Friday, October 24, 2014

What's In A Type

There has been a lot of talk about typing in PHP lately. There are a couple of popular proposals for how to clean up PHP's APIs to be simpler. Most of them involve changing PHP's type system at a very fundamental level. So I thought it would be a good idea to talk about that. What goes into a type?

Type Systems In General

Type systems tend to have 4 main properties. Or really, two axises they can be judged by: Strength and Explicitness.

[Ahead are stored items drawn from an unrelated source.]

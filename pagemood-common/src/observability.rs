//! Logging setup for the pagemood binary.
//!
//! Stdout is reserved for pipeline output (extracted text, wiki links, the
//! sentiment line), so `tracing` events go to a daily-rolling file and only
//! reach stderr when verbose mode is on. Call [`init_logging`] once near
//! process start; later calls are no-ops that return the resolved log path.

use std::io;
use std::path::{Path, PathBuf};
use std::sync::OnceLock;

use anyhow::Context;
use chrono::Local;
use tracing_appender::non_blocking::WorkerGuard;
use tracing_appender::rolling;
use tracing_subscriber::{fmt, layer::SubscriberExt, util::SubscriberInitExt, EnvFilter};

const APP_NAME: &str = "pagemood";

/// Overrides the log directory; explicit [`LogConfig::log_dir`] still wins.
pub const LOG_DIR_ENV: &str = "PAGEMOOD_LOG_DIR";

static LOG_GUARD: OnceLock<WorkerGuard> = OnceLock::new();
static LOG_PATH: OnceLock<PathBuf> = OnceLock::new();

/// Options for [`init_logging`].
#[derive(Debug, Clone)]
pub struct LogConfig {
    /// Explicit log directory. If `None`, `PAGEMOOD_LOG_DIR` is consulted,
    /// then `~/.local/share/pagemood`.
    pub log_dir: Option<PathBuf>,
    /// Mirror events to stderr in addition to the file sink.
    pub verbose: bool,
    /// Filter applied when `RUST_LOG` is unset.
    pub default_filter: &'static str,
}

impl Default for LogConfig {
    fn default() -> Self {
        Self {
            log_dir: None,
            verbose: false,
            default_filter: "info",
        }
    }
}

/// Initialise the global `tracing` subscriber.
///
/// Returns the log file path for the current day.
pub fn init_logging(config: LogConfig) -> anyhow::Result<PathBuf> {
    if let Some(path) = LOG_PATH.get() {
        return Ok(path.clone());
    }

    let dir = resolve_log_dir(config.log_dir.as_deref());
    std::fs::create_dir_all(&dir)
        .with_context(|| format!("failed to create log directory: {}", dir.display()))?;

    let appender = rolling::daily(&dir, format!("{APP_NAME}.log"));
    let (writer, guard) = tracing_appender::non_blocking(appender);
    let _ = LOG_GUARD.set(guard);

    let env_filter =
        EnvFilter::try_from_default_env().unwrap_or_else(|_| EnvFilter::new(config.default_filter));
    let stderr_layer = config.verbose.then(|| fmt::layer().with_writer(io::stderr));

    tracing_subscriber::registry()
        .with(env_filter)
        .with(fmt::layer().with_writer(writer).with_ansi(false))
        .with(stderr_layer)
        .try_init()
        .map_err(|e| anyhow::anyhow!("tracing setup failed: {e}"))?;

    // `rolling::daily` suffixes the prefix with the date.
    let today = Local::now().format("%Y-%m-%d");
    let path = dir.join(format!("{APP_NAME}.log.{today}"));
    let _ = LOG_PATH.set(path.clone());
    Ok(path)
}

fn resolve_log_dir(explicit: Option<&Path>) -> PathBuf {
    if let Some(dir) = explicit {
        return expand_home(dir);
    }

    if let Ok(env_dir) = std::env::var(LOG_DIR_ENV) {
        return expand_home(Path::new(&env_dir));
    }

    if let Ok(home) = std::env::var("HOME") {
        PathBuf::from(home)
            .join(".local")
            .join("share")
            .join(APP_NAME)
    } else {
        PathBuf::from(".").join(APP_NAME)
    }
}

fn expand_home(path: &Path) -> PathBuf {
    if let Some(rest) = path.to_str().and_then(|s| s.strip_prefix("~/")) {
        if let Ok(home) = std::env::var("HOME") {
            return PathBuf::from(home).join(rest);
        }
    }
    path.to_path_buf()
}

#[cfg(test)]
mod tests {
    use super::*;

    #[test]
    fn explicit_dir_wins_over_env_var() {
        temp_env::with_var(LOG_DIR_ENV, Some("/env/logs"), || {
            assert_eq!(
                resolve_log_dir(Some(Path::new("/explicit/logs"))),
                PathBuf::from("/explicit/logs")
            );
            assert_eq!(resolve_log_dir(None), PathBuf::from("/env/logs"));
        });
    }

    #[test]
    fn falls_back_to_local_share() {
        temp_env::with_vars(
            [(LOG_DIR_ENV, None::<&str>), ("HOME", Some("/home/u"))],
            || {
                assert_eq!(
                    resolve_log_dir(None),
                    PathBuf::from("/home/u/.local/share/pagemood")
                );
            },
        );
    }

    #[test]
    fn tilde_paths_resolve_against_home() {
        temp_env::with_var("HOME", Some("/home/u"), || {
            assert_eq!(expand_home(Path::new("~/logs")), PathBuf::from("/home/u/logs"));
            assert_eq!(expand_home(Path::new("/abs/logs")), PathBuf::from("/abs/logs"));
        });
    }
}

Explicitness describes whether the types are resolvable at compile time. So an explicit type system either requires you to specify every type (commonly called "strict" typing) or it uses type inference to deduce the type. While different, both are explicitly typed. Without explicit typing, you have dynamic typing. This is where a compiler cannot know all type information at compile time. Some of the type information must come at runtime.

Strength describes what happens when you try to mutate a type. Can you change a variables type easily? In Strong typed languages, once a variable is defined to be a particular type (via explicit or runtime typing), it can never change types. In a Weak typed language, variables can change their type in the course of the program.

Looking at some popular languages:

Language Explicitness Strength
PHP Static + Dynamic Weak
Python Dynamic Strong
C Static Strong
Java Static Strong
JavaScript Dynamic Weak
Ruby Dynamic Weak
By definition, all Static languages are going to be Strongly typed. But there are even gradations within that. For example, in C, if you pass an integer to a function expecting a float, it'll happily cast it for you (as long as it's not a pointer). But in Java, that same functionality will be a compiler error.

Notice that both JavaScript and PHP are both Dynamic and Weak. But also note that PHP is also Static. Static and Weak? I just said that was not possible by definition. This is curious.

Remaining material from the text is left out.